Enquanto a Administração Biden se preparava mais uma vez, esta Primavera, para tentar fazer aprovar no Congresso um financiamento suplementar para a Ucrânia, os sites identificados pela Microsoft e outros investigadores de redes sociais da campanha do Kremlin lançaram novas tentativas de espalhar conteúdos enganadores sobre a imigração e a fronteira com o México. Num caso, um site identificado pela Meta como fazendo parte da rede Doppelgänger publicou um artigo sobre aquilo a que chamou “uma vaga de imigração ilegal” que, segundo a mensagem difundida, estava a “prejudicar os alicerces da segurança nacional”.
Os conteúdos propostos pelos estrategos reflectem temas e narrativas visíveis na rede Recent Reliable News e noutros órgãos relacionados – sites que permanecem online e que os documentos mostram ser controlados por responsáveis do Kremlin que trabalham com Gambashidze e outros estrategos. Os textos publicados eram diferentes, de acordo com o Centro de Análise de Ameaças da Microsoft, que analisou uma amostra dos comentários e artigos criados pela equipa russa. A Microsoft e a empresa de informação sobre os meios de comunicação social Graphika afirmaram ser possível que os artigos propostos tenham sido publicados em sites Doppelgänger, posteriormente retirados e bloqueados pelas redes sociais. A Meta, a empresa-mãe do Facebook, juntou-se a empresas de investigação das redes sociais para expor pela primeira vez a campanha Doppelgänger em Setembro de 2022.
Enquanto trabalhavam, os spin doctors do Kremlin monitorizavam de perto as sondagens de opinião nos Estados Unidos e a queda do apoio dos norte-americanos, especialmente dos republicanos, à Ucrânia. Também realizaram sondagens bimensais com um mecanismo a que chamaram “amostragem fluvial” – a realização de sondagens na Internet através de publicidade online e de redes sociais como o Facebook e o TikTok.
As notícias falsas que referem a corrupção de Volodymyr Zelensky [Presidente ucraniano], divulgados por sites ligados à Rússia durante os debates no Congresso sobre o apoio à Ucrânia, no Outono, tiveram eco. Uma das alegações mais bem-sucedidas foi difundida pelo DC Weekly – um meio de comunicação na Internet de aparência respeitável, que os investigadores de desinformação da Universidade de Clemson rastrearam até chegar a domínios digitais associados a um antigo agente da polícia americana, John Mark Dougan, que trabalha como jornalista pró-russo na região oriental de Donbass na Ucrânia.

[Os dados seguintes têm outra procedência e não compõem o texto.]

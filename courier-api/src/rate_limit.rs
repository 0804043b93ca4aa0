//! Per-client rate limiting using the token bucket algorithm
//!
//! Each client IP gets a bucket holding `requests` tokens that refills evenly
//! over `window_secs`. A request consumes one token; an empty bucket means
//! 429 with a `Retry-After` hint.

use std::{
    net::{IpAddr, Ipv6Addr, SocketAddr},
    sync::Arc,
    time::{Duration, Instant},
};

use axum::{
    extract::{ConnectInfo, Request, State},
    middleware::Next,
    response::{IntoResponse, Response},
};
use dashmap::DashMap;

use crate::{config::RateLimit, error::ApiError};

#[derive(Debug)]
struct TokenBucket {
    tokens: f64,
    capacity: f64,
    /// Tokens added per second
    refill_rate: f64,
    last_refill: Instant,
}

impl TokenBucket {
    fn new(limit: RateLimit) -> Self {
        let capacity = f64::from(limit.requests);
        Self {
            tokens: capacity,
            capacity,
            refill_rate: capacity / limit.window().as_secs_f64().max(f64::MIN_POSITIVE),
            last_refill: Instant::now(),
        }
    }

    fn refill(&mut self) {
        let now = Instant::now();
        let elapsed = now.duration_since(self.last_refill).as_secs_f64();
        self.tokens = elapsed.mul_add(self.refill_rate, self.tokens).min(self.capacity);
        self.last_refill = now;
    }

    fn try_consume(&mut self) -> Result<(), Duration> {
        self.refill();

        if self.tokens >= 1.0 {
            self.tokens -= 1.0;
            Ok(())
        } else if self.refill_rate > 0.0 {
            Err(Duration::try_from_secs_f64((1.0 - self.tokens) / self.refill_rate)
                .unwrap_or(Duration::MAX))
        } else {
            Err(Duration::MAX)
        }
    }

    fn is_full(&mut self) -> bool {
        self.refill();
        self.tokens >= self.capacity
    }
}

/// Token buckets keyed by client address.
#[derive(Debug)]
pub struct RateLimiter {
    limit: RateLimit,
    message: &'static str,
    buckets: DashMap<IpAddr, Arc<parking_lot::Mutex<TokenBucket>>>,
}

impl RateLimiter {
    /// `message` is what a limited client is told.
    #[must_use]
    pub fn new(limit: RateLimit, message: &'static str) -> Self {
        Self {
            limit,
            message,
            buckets: DashMap::new(),
        }
    }

    fn bucket(&self, client: IpAddr) -> Arc<parking_lot::Mutex<TokenBucket>> {
        self.buckets
            .entry(client)
            .or_insert_with(|| Arc::new(parking_lot::Mutex::new(TokenBucket::new(self.limit))))
            .clone()
    }

    /// `Err` carries how long until the client may try again.
    pub fn check(&self, client: IpAddr) -> Result<(), Duration> {
        let bucket = self.bucket(client);
        let result = bucket.lock().try_consume();

        if let Err(wait) = result {
            tracing::debug!(
                %client,
                wait_seconds = wait.as_secs_f64(),
                "Rate limit exceeded"
            );
        }
        result
    }

    /// Forgets clients whose buckets have fully refilled; they would get a
    /// fresh, full bucket anyway.
    pub fn evict_idle(&self) {
        self.buckets.retain(|_, bucket| !bucket.lock().is_full());
    }

    #[must_use]
    pub fn tracked_clients(&self) -> usize {
        self.buckets.len()
    }

    #[must_use]
    pub const fn window(&self) -> Duration {
        self.limit.window()
    }
}

/// The peer address when the server was started with connect info.
fn client_ip(request: &Request) -> IpAddr {
    request
        .extensions()
        .get::<ConnectInfo<SocketAddr>>()
        .map_or(IpAddr::V6(Ipv6Addr::UNSPECIFIED), |ConnectInfo(addr)| {
            addr.ip()
        })
}

/// Middleware rejecting requests from clients over their limit.
pub async fn enforce(
    State(limiter): State<Arc<RateLimiter>>,
    request: Request,
    next: Next,
) -> Response {
    match limiter.check(client_ip(&request)) {
        Ok(()) => next.run(request).await,
        Err(retry_after) => ApiError::RateLimited {
            message: limiter.message,
            retry_after,
        }
        .into_response(),
    }
}

#[cfg(test)]
#[allow(clippy::unwrap_used)]
mod tests {
    use super::*;

    const LIMIT: RateLimit = RateLimit {
        requests: 10,
        window_secs: 300,
    };

    #[test]
    fn test_token_bucket_consume() {
        let mut bucket = TokenBucket::new(LIMIT);

        for _ in 0..10 {
            assert!(bucket.try_consume().is_ok());
        }

        let wait = bucket.try_consume().unwrap_err();
        assert!(wait > Duration::from_secs(29) && wait <= Duration::from_secs(30));
    }

    #[test]
    #[cfg_attr(miri, ignore = "Time-based test not compatible with Miri")]
    fn test_token_bucket_refill() {
        let mut bucket = TokenBucket::new(LIMIT);
        for _ in 0..10 {
            bucket.try_consume().unwrap();
        }
        assert!(bucket.try_consume().is_err());

        bucket.last_refill = Instant::now().checked_sub(Duration::from_secs(60)).unwrap();
        bucket.refill();

        // 10 tokens per 300s is one every 30s
        assert!(bucket.tokens >= 1.9 && bucket.tokens <= 2.1);
        assert!(bucket.try_consume().is_ok());
    }

    #[test]
    fn test_zero_request_limit_always_rejects() {
        let mut bucket = TokenBucket::new(RateLimit {
            requests: 0,
            window_secs: 60,
        });
        assert_eq!(bucket.try_consume(), Err(Duration::MAX));
    }

    #[test]
    fn test_clients_are_limited_independently() {
        let limiter = RateLimiter::new(LIMIT, "slow down");
        let first: IpAddr = "192.0.2.1".parse().unwrap();
        let second: IpAddr = "192.0.2.2".parse().unwrap();

        for _ in 0..10 {
            assert!(limiter.check(first).is_ok());
        }
        assert!(limiter.check(first).is_err());
        assert!(limiter.check(second).is_ok());
        assert_eq!(limiter.tracked_clients(), 2);
    }

    #[test]
    #[cfg_attr(miri, ignore = "Time-based test not compatible with Miri")]
    fn test_evict_idle_keeps_active_clients() {
        let limiter = RateLimiter::new(LIMIT, "slow down");
        let active: IpAddr = "192.0.2.1".parse().unwrap();
        let idle: IpAddr = "192.0.2.2".parse().unwrap();

        limiter.check(active).unwrap();
        limiter.check(idle).unwrap();
        limiter.bucket(idle).lock().last_refill =
            Instant::now().checked_sub(Duration::from_secs(300)).unwrap();

        limiter.evict_idle();

        assert_eq!(limiter.tracked_clients(), 1);
        assert!(limiter.buckets.contains_key(&active));
    }

    #[test]
    fn test_zero_request_limit_renders_429() {
        let limiter = RateLimiter::new(
            RateLimit {
                requests: 0,
                window_secs: 60,
            },
            "closed",
        );
        let client: IpAddr = "192.0.2.9".parse().unwrap();

        let retry_after = limiter.check(client).unwrap_err();
        assert_eq!(retry_after, Duration::MAX);

        let response = ApiError::RateLimited {
            message: "closed",
            retry_after,
        }
        .into_response();
        assert_eq!(response.status(), axum::http::StatusCode::TOO_MANY_REQUESTS);
        assert_eq!(
            response.headers()[axum::http::header::RETRY_AFTER],
            u64::MAX.to_string().as_str()
        );
    }

    #[test]
    fn test_enormous_window_does_not_overflow_wait() {
        let mut bucket = TokenBucket::new(RateLimit {
            requests: 1,
            window_secs: u64::MAX,
        });
        bucket.try_consume().unwrap();

        assert_eq!(bucket.try_consume(), Err(Duration::MAX));
    }
}
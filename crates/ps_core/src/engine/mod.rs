pub mod batch;
pub mod config;
pub mod events;
pub mod match_phase;
pub mod match_sim;
pub mod moves;
pub mod report;
pub mod shootout;
pub mod strategy;
pub mod text;

#[cfg(test)]
pub(crate) mod test_fixtures;

pub use batch::{simulate_batch, BatchSummary};
pub use config::MatchConfig;
pub use events::{render_events, EventKind, EventType, MatchEvent, Scoreline};
pub use match_phase::{next_phase, MatchPhase};
pub use match_sim::MatchEngine;
pub use moves::{Move, MoveResult, SPECIAL_MOVE_SLOTS};
pub use report::MatchReport;
pub use shootout::{
    run_shootout, FixedPenaltyModel, PenaltyKick, PenaltyModel, RatingPenaltyModel,
    ShootoutSummary,
};
pub use strategy::{
    DefensivePosture, DefensiveStrategy, OffensiveStrategy, TeamView, TurnView,
};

Através do DC Weekly, uma notícia falsa alegando que Zelensky tinha comprado dois iates com dinheiro da ajuda americana tornou-se viral em Novembro. A afirmação – manifestamente falsa e desmentida pelo Governo de Zelensky – foi apanhada pela congressista de direita radical Marjorie Taylor Greene (republicana da Georgia), que a ligou a uma história sobre o rumor no X.
Um senador pró-Ucrânia, o republicano da Carolina do Norte Thom Tillis, disse à CNN que o debate sobre a ajuda tinha sido interrompido, em parte, porque alguns políticos se disseram preocupados com as denúncias de corrupção e com a ideia de que “as pessoas vão comprar iates com o dinheiro [da ajuda à Ucrânia]”.